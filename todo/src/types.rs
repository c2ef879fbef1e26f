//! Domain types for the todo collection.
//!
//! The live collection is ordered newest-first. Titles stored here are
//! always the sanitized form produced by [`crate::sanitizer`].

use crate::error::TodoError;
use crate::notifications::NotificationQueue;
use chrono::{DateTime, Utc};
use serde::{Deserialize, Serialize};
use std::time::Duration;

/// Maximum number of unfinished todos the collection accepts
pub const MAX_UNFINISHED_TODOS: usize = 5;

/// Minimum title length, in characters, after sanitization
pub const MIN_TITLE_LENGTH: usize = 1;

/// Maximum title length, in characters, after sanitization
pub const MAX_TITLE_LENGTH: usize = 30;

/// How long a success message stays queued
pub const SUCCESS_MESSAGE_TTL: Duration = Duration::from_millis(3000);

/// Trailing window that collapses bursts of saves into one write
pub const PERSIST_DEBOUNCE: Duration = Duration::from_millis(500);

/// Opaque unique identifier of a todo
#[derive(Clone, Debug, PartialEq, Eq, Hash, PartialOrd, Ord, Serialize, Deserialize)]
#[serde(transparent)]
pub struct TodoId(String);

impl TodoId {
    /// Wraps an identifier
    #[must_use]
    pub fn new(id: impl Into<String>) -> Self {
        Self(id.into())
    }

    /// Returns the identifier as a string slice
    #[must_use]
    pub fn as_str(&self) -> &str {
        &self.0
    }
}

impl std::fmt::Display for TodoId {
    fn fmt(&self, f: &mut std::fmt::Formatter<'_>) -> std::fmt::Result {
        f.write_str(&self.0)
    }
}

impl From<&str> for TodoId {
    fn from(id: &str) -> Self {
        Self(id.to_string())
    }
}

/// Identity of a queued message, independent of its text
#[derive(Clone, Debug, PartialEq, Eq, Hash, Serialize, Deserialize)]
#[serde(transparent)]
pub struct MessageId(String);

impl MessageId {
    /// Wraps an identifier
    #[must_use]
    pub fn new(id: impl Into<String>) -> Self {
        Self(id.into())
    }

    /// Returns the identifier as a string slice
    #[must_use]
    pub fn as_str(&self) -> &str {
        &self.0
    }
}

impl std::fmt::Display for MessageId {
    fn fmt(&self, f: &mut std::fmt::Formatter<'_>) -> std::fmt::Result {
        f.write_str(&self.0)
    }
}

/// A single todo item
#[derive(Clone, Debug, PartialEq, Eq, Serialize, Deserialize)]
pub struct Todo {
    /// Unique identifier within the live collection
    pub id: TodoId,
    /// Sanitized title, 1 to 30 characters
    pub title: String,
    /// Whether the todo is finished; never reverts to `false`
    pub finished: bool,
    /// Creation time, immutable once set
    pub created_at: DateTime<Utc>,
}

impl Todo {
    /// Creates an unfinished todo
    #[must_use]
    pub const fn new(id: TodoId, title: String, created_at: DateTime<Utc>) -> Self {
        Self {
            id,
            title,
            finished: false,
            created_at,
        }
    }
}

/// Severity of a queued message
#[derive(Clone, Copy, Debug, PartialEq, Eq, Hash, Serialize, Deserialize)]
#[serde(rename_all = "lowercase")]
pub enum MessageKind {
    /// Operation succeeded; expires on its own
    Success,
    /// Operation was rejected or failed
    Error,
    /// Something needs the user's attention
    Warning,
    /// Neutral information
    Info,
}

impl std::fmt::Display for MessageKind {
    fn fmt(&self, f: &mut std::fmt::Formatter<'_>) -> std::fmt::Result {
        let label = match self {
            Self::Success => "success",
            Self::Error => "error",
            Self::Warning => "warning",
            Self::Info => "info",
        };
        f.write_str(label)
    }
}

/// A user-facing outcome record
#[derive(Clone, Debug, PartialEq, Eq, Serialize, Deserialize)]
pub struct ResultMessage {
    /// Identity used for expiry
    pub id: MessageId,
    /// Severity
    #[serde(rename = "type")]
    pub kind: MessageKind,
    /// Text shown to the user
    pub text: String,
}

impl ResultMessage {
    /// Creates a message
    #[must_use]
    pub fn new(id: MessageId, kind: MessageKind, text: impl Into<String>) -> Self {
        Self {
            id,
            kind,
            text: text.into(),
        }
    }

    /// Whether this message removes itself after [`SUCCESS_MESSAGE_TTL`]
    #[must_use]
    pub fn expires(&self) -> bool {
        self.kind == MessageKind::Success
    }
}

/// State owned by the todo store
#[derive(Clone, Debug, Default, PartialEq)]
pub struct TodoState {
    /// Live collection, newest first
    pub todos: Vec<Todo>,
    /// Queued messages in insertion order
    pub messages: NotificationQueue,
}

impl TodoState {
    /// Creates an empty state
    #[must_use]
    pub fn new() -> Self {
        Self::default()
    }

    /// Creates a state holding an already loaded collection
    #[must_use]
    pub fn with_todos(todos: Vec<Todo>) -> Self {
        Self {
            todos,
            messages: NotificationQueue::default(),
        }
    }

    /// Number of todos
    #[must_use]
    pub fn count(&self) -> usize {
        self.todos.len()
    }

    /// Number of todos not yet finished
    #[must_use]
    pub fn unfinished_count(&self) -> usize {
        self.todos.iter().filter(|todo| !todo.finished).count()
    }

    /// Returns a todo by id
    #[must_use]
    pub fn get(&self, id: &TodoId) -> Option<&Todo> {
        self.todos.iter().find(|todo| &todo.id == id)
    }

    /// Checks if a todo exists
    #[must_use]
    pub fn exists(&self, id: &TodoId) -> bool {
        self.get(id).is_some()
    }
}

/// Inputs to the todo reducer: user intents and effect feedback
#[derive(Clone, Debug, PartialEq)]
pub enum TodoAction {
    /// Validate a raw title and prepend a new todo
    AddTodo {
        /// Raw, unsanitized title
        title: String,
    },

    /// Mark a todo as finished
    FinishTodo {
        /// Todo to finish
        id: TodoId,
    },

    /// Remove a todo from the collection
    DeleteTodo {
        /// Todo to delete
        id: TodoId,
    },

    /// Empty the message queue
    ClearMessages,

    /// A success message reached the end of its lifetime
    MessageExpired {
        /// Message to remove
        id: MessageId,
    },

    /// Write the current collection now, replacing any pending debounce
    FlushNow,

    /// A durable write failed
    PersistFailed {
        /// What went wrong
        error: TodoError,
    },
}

**What you are asked to do:** Work through the entries, filtering for the string "TodoError", and copy each line that holds it.

**Answer for the task:**
use crate::error::TodoError;
        error: TodoError,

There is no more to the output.